What to do
Without changing a single word, output each entry.

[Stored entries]
+---+

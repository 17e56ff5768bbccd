//! Embeddings from a local Ollama server (`POST /api/embed`)

use async_trait::async_trait;
use reqwest::Client;
use std::time::Duration;

use crate::domain::errors::{RagError, RagResult};
use crate::domain::models::{EmbeddingConfig, EmbeddingModelInfo, EmbeddingProvider};
use crate::domain::ports::Embedder;
use crate::infrastructure::llm::types::{EmbedRequest, EmbedResponse};
use crate::infrastructure::llm::{http_client, post_json};

/// Texts sent per request
const BATCH_SIZE: usize = 32;

/// Embedder backed by an Ollama embedding model
pub struct OllamaEmbedder {
    http_client: Client,
    model: EmbeddingModelInfo,
    base_url: String,
    timeout: Duration,
}

impl OllamaEmbedder {
    pub fn new(config: &EmbeddingConfig) -> RagResult<Self> {
        if config.dimensions == 0 {
            return Err(RagError::Config(
                "embedding dimensions must be greater than 0".to_string(),
            ));
        }

        Ok(Self {
            http_client: http_client()?,
            model: EmbeddingModelInfo::new(
                EmbeddingProvider::Ollama,
                config.model.clone(),
                config.dimensions,
            ),
            base_url: config.base_url.trim_end_matches('/').to_string(),
            timeout: Duration::from_secs(config.timeout_secs),
        })
    }

    async fn embed_batch(&self, texts: &[&str]) -> RagResult<Vec<Vec<f32>>> {
        let url = format!("{}/api/embed", self.base_url);
        let request = EmbedRequest {
            model: &self.model.model_id,
            input: texts,
        };

        let response: EmbedResponse = post_json(&self.http_client, &url, &request, self.timeout)
            .await
            .map_err(RagError::from)?;

        if response.embeddings.len() != texts.len() {
            return Err(RagError::ModelUnavailable(format!(
                "expected {} embeddings, server returned {}",
                texts.len(),
                response.embeddings.len()
            )));
        }

        if let Some(bad) = response
            .embeddings
            .iter()
            .find(|e| e.len() != self.model.dimensions)
        {
            return Err(RagError::DimensionMismatch {
                expected: self.model.to_string(),
                actual: format!("{}d from {}", bad.len(), self.model.model_id),
            });
        }

        Ok(response.embeddings)
    }
}

#[async_trait]
impl Embedder for OllamaEmbedder {
    fn model(&self) -> &EmbeddingModelInfo {
        &self.model
    }

    async fn embed(&self, text: &str) -> RagResult<Vec<f32>> {
        let mut embeddings = self.embed_batch(&[text]).await?;
        embeddings
            .pop()
            .ok_or_else(|| RagError::ModelUnavailable("empty embedding response".to_string()))
    }

    async fn embed_all(&self, texts: &[&str]) -> RagResult<Vec<Vec<f32>>> {
        let mut embeddings = Vec::with_capacity(texts.len());
        for batch in texts.chunks(BATCH_SIZE) {
            embeddings.extend(self.embed_batch(batch).await?);
        }

        tracing::debug!(
            model = %self.model,
            texts = texts.len(),
            "embedded batch via ollama"
        );

        Ok(embeddings)
    }

    /// Embed a probe string, which also verifies the configured dimensions
    async fn probe(&self) -> RagResult<()> {
        self.embed("probe").await.map(|_| ())
    }
}
//! Prompt templates
//!
//! A [`PromptTemplate`] is parsed once; the placeholder names it requires are
//! known before any field is supplied, so a missing field is reported before a
//! model is ever called.

use serde::{Deserialize, Serialize};
use std::collections::HashMap;

use crate::domain::errors::{RagError, RagResult};

#[derive(Debug, Clone, PartialEq, Eq)]
enum Segment {
    Literal(String),
    Field(String),
}

/// A validated template with `{name}` placeholders. `{{` and `}}` produce
/// literal braces.
#[derive(Debug, Clone, PartialEq, Eq)]
pub struct PromptTemplate {
    source: String,
    segments: Vec<Segment>,
    fields: Vec<String>,
}

impl PromptTemplate {
    /// Parse a template.
    pub fn new(template: impl Into<String>) -> RagResult<Self> {
        let source = template.into();
        let segments = parse(&source)?;

        let mut fields: Vec<String> = Vec::new();
        for segment in &segments {
            if let Segment::Field(name) = segment {
                if !fields.contains(name) {
                    fields.push(name.clone());
                }
            }
        }

        Ok(Self {
            source,
            segments,
            fields,
        })
    }

    /// Parse a template and check that it references every one of `required`.
    pub fn requiring(template: impl Into<String>, required: &[&str]) -> RagResult<Self> {
        let parsed = Self::new(template)?;
        for name in required {
            if !parsed.fields.iter().any(|f| f == name) {
                return Err(RagError::Config(format!(
                    "prompt template must contain a {{{name}}} placeholder"
                )));
            }
        }
        Ok(parsed)
    }

    /// Placeholder names in order of first appearance
    pub fn fields(&self) -> &[String] {
        &self.fields
    }

    pub fn source(&self) -> &str {
        &self.source
    }

    /// Substitute every placeholder. Fields not named by the template are ignored.
    pub fn compose(&self, fields: &HashMap<String, String>) -> RagResult<Prompt> {
        if let Some(missing) = self.fields.iter().find(|f| !fields.contains_key(*f)) {
            return Err(RagError::MissingField(missing.clone()));
        }

        let mut text = String::with_capacity(self.source.len());
        for segment in &self.segments {
            match segment {
                Segment::Literal(s) => text.push_str(s),
                Segment::Field(name) => text.push_str(&fields[name]),
            }
        }

        Ok(Prompt { text })
    }

    /// Convenience form of [`PromptTemplate::compose`] over `(name, value)` pairs
    pub fn compose_with(&self, pairs: &[(&str, &str)]) -> RagResult<Prompt> {
        let fields = pairs
            .iter()
            .map(|(k, v)| ((*k).to_string(), (*v).to_string()))
            .collect();
        self.compose(&fields)
    }
}

fn parse(template: &str) -> RagResult<Vec<Segment>> {
    let mut segments = Vec::new();
    let mut literal = String::new();
    let mut chars = template.chars().peekable();

    while let Some(c) = chars.next() {
        match c {
            '{' if chars.peek() == Some(&'{') => {
                chars.next();
                literal.push('{');
            }
            '}' if chars.peek() == Some(&'}') => {
                chars.next();
                literal.push('}');
            }
            '{' => {
                let mut name = String::new();
                let mut closed = false;
                for n in chars.by_ref() {
                    if n == '}' {
                        closed = true;
                        break;
                    }
                    name.push(n);
                }
                if !closed {
                    return Err(RagError::Config(format!(
                        "unclosed placeholder '{{{name}' in prompt template"
                    )));
                }
                if !is_valid_name(&name) {
                    return Err(RagError::Config(format!(
                        "invalid placeholder name '{name}' in prompt template"
                    )));
                }
                if !literal.is_empty() {
                    segments.push(Segment::Literal(std::mem::take(&mut literal)));
                }
                segments.push(Segment::Field(name));
            }
            '}' => {
                return Err(RagError::Config(
                    "unmatched '}' in prompt template (use '}}' for a literal brace)".to_string(),
                ));
            }
            other => literal.push(other),
        }
    }

    if !literal.is_empty() {
        segments.push(Segment::Literal(literal));
    }

    Ok(segments)
}

fn is_valid_name(name: &str) -> bool {
    let mut chars = name.chars();
    matches!(chars.next(), Some(c) if c.is_ascii_alphabetic() || c == '_')
        && chars.all(|c| c.is_ascii_alphanumeric() || c == '_')
}

/// Composed prompt text, ready for the inference engine
#[derive(Debug, Clone, PartialEq, Eq, Serialize, Deserialize)]
#[serde(transparent)]
pub struct Prompt {
    text: String,
}

impl Prompt {
    pub fn new(text: impl Into<String>) -> Self {
        Self { text: text.into() }
    }

    pub fn as_str(&self) -> &str {
        &self.text
    }

    pub fn len(&self) -> usize {
        self.text.len()
    }

    pub fn is_empty(&self) -> bool {
        self.text.is_empty()
    }
}

impl std::fmt::Display for Prompt {
    fn fmt(&self, f: &mut std::fmt::Formatter<'_>) -> std::fmt::Result {
        f.write_str(&self.text)
    }
}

+---+

Answer below
repository 17e56ff5768bbccd
//! Embeddings from a local Ollama server (`POST /api/embed`)

use async_trait::async_trait;
use reqwest::Client;
use std::time::Duration;

use crate::domain::errors::{RagError, RagResult};
use crate::domain::models::{EmbeddingConfig, EmbeddingModelInfo, EmbeddingProvider};
use crate::domain::ports::Embedder;
use crate::infrastructure::llm::types::{EmbedRequest, EmbedResponse};
use crate::infrastructure::llm::{http_client, post_json};

/// Texts sent per request
const BATCH_SIZE: usize = 32;

/// Embedder backed by an Ollama embedding model
pub struct OllamaEmbedder {
    http_client: Client,
    model: EmbeddingModelInfo,
    base_url: String,
    timeout: Duration,
}

impl OllamaEmbedder {
    pub fn new(config: &EmbeddingConfig) -> RagResult<Self> {
        if config.dimensions == 0 {
            return Err(RagError::Config(
                "embedding dimensions must be greater than 0".to_string(),
            ));
        }

        Ok(Self {
            http_client: http_client()?,
            model: EmbeddingModelInfo::new(
                EmbeddingProvider::Ollama,
                config.model.clone(),
                config.dimensions,
            ),
            base_url: config.base_url.trim_end_matches('/').to_string(),
            timeout: Duration::from_secs(config.timeout_secs),
        })
    }

    async fn embed_batch(&self, texts: &[&str]) -> RagResult<Vec<Vec<f32>>> {
        let url = format!("{}/api/embed", self.base_url);
        let request = EmbedRequest {
            model: &self.model.model_id,
            input: texts,
        };

        let response: EmbedResponse = post_json(&self.http_client, &url, &request, self.timeout)
            .await
            .map_err(RagError::from)?;

        if response.embeddings.len() != texts.len() {
            return Err(RagError::ModelUnavailable(format!(
                "expected {} embeddings, server returned {}",
                texts.len(),
                response.embeddings.len()
            )));
        }

        if let Some(bad) = response
            .embeddings
            .iter()
            .find(|e| e.len() != self.model.dimensions)
        {
            return Err(RagError::DimensionMismatch {
                expected: self.model.to_string(),
                actual: format!("{}d from {}", bad.len(), self.model.model_id),
            });
        }

        Ok(response.embeddings)
    }
}

#[async_trait]
impl Embedder for OllamaEmbedder {
    fn model(&self) -> &EmbeddingModelInfo {
        &self.model
    }

    async fn embed(&self, text: &str) -> RagResult<Vec<f32>> {
        let mut embeddings = self.embed_batch(&[text]).await?;
        embeddings
            .pop()
            .ok_or_else(|| RagError::ModelUnavailable("empty embedding response".to_string()))
    }

    async fn embed_all(&self, texts: &[&str]) -> RagResult<Vec<Vec<f32>>> {
        let mut embeddings = Vec::with_capacity(texts.len());
        for batch in texts.chunks(BATCH_SIZE) {
            embeddings.extend(self.embed_batch(batch).await?);
        }

        tracing::debug!(
            model = %self.model,
            texts = texts.len(),
            "embedded batch via ollama"
        );

        Ok(embeddings)
    }

    /// Embed a probe string, which also verifies the configured dimensions
    async fn probe(&self) -> RagResult<()> {
        self.embed("probe").await.map(|_| ())
    }
}
//! Prompt templates
//!
//! A [`PromptTemplate`] is parsed once; the placeholder names it requires are
//! known before any field is supplied, so a missing field is reported before a
//! model is ever called.

use serde::{Deserialize, Serialize};
use std::collections::HashMap;

use crate::domain::errors::{RagError, RagResult};

#[derive(Debug, Clone, PartialEq, Eq)]
enum Segment {
    Literal(String),
    Field(String),
}

/// A validated template with `{name}` placeholders. `{{` and `}}` produce
/// literal braces.
#[derive(Debug, Clone, PartialEq, Eq)]
pub struct PromptTemplate {
    source: String,
    segments: Vec<Segment>,
    fields: Vec<String>,
}

impl PromptTemplate {
    /// Parse a template.
    pub fn new(template: impl Into<String>) -> RagResult<Self> {
        let source = template.into();
        let segments = parse(&source)?;

        let mut fields: Vec<String> = Vec::new();
        for segment in &segments {
            if let Segment::Field(name) = segment {
                if !fields.contains(name) {
                    fields.push(name.clone());
                }
            }
        }

        Ok(Self {
            source,
            segments,
            fields,
        })
    }

    /// Parse a template and check that it references every one of `required`.
    pub fn requiring(template: impl Into<String>, required: &[&str]) -> RagResult<Self> {
        let parsed = Self::new(template)?;
        for name in required {
            if !parsed.fields.iter().any(|f| f == name) {
                return Err(RagError::Config(format!(
                    "prompt template must contain a {{{name}}} placeholder"
                )));
            }
        }
        Ok(parsed)
    }

    /// Placeholder names in order of first appearance
    pub fn fields(&self) -> &[String] {
        &self.fields
    }

    pub fn source(&self) -> &str {
        &self.source
    }

    /// Substitute every placeholder. Fields not named by the template are ignored.
    pub fn compose(&self, fields: &HashMap<String, String>) -> RagResult<Prompt> {
        if let Some(missing) = self.fields.iter().find(|f| !fields.contains_key(*f)) {
            return Err(RagError::MissingField(missing.clone()));
        }

        let mut text = String::with_capacity(self.source.len());
        for segment in &self.segments {
            match segment {
                Segment::Literal(s) => text.push_str(s),
                Segment::Field(name) => text.push_str(&fields[name]),
            }
        }

        Ok(Prompt { text })
    }

    /// Convenience form of [`PromptTemplate::compose`] over `(name, value)` pairs
    pub fn compose_with(&self, pairs: &[(&str, &str)]) -> RagResult<Prompt> {
        let fields = pairs
            .iter()
            .map(|(k, v)| ((*k).to_string(), (*v).to_string()))
            .collect();
        self.compose(&fields)
    }
}

fn parse(template: &str) -> RagResult<Vec<Segment>> {
    let mut segments = Vec::new();
    let mut literal = String::new();
    let mut chars = template.chars().peekable();

    while let Some(c) = chars.next() {
        match c {
            '{' if chars.peek() == Some(&'{') => {
                chars.next();
                literal.push('{');
            }
            '}' if chars.peek() == Some(&'}') => {
                chars.next();
                literal.push('}');
            }
            '{' => {
                let mut name = String::new();
                let mut closed = false;
                for n in chars.by_ref() {
                    if n == '}' {
                        closed = true;
                        break;
                    }
                    name.push(n);
                }
                if !closed {
                    return Err(RagError::Config(format!(
                        "unclosed placeholder '{{{name}' in prompt template"
                    )));
                }
                if !is_valid_name(&name) {
                    return Err(RagError::Config(format!(
                        "invalid placeholder name '{name}' in prompt template"
                    )));
                }
                if !literal.is_empty() {
                    segments.push(Segment::Literal(std::mem::take(&mut literal)));
                }
                segments.push(Segment::Field(name));
            }
            '}' => {
                return Err(RagError::Config(
                    "unmatched '}' in prompt template (use '}}' for a literal brace)".to_string(),
                ));
            }
            other => literal.push(other),
        }
    }

    if !literal.is_empty() {
        segments.push(Segment::Literal(literal));
    }

    Ok(segments)
}

fn is_valid_name(name: &str) -> bool {
    let mut chars = name.chars();
    matches!(chars.next(), Some(c) if c.is_ascii_alphabetic() || c == '_')
        && chars.all(|c| c.is_ascii_alphanumeric() || c == '_')
}

/// Composed prompt text, ready for the inference engine
#[derive(Debug, Clone, PartialEq, Eq, Serialize, Deserialize)]
#[serde(transparent)]
pub struct Prompt {
    text: String,
}

impl Prompt {
    pub fn new(text: impl Into<String>) -> Self {
        Self { text: text.into() }
    }

    pub fn as_str(&self) -> &str {
        &self.text
    }

    pub fn len(&self) -> usize {
        self.text.len()
    }

    pub fn is_empty(&self) -> bool {
        self.text.is_empty()
    }
}

impl std::fmt::Display for Prompt {
    fn fmt(&self, f: &mut std::fmt::Formatter<'_>) -> std::fmt::Result {
        f.write_str(&self.text)
    }
}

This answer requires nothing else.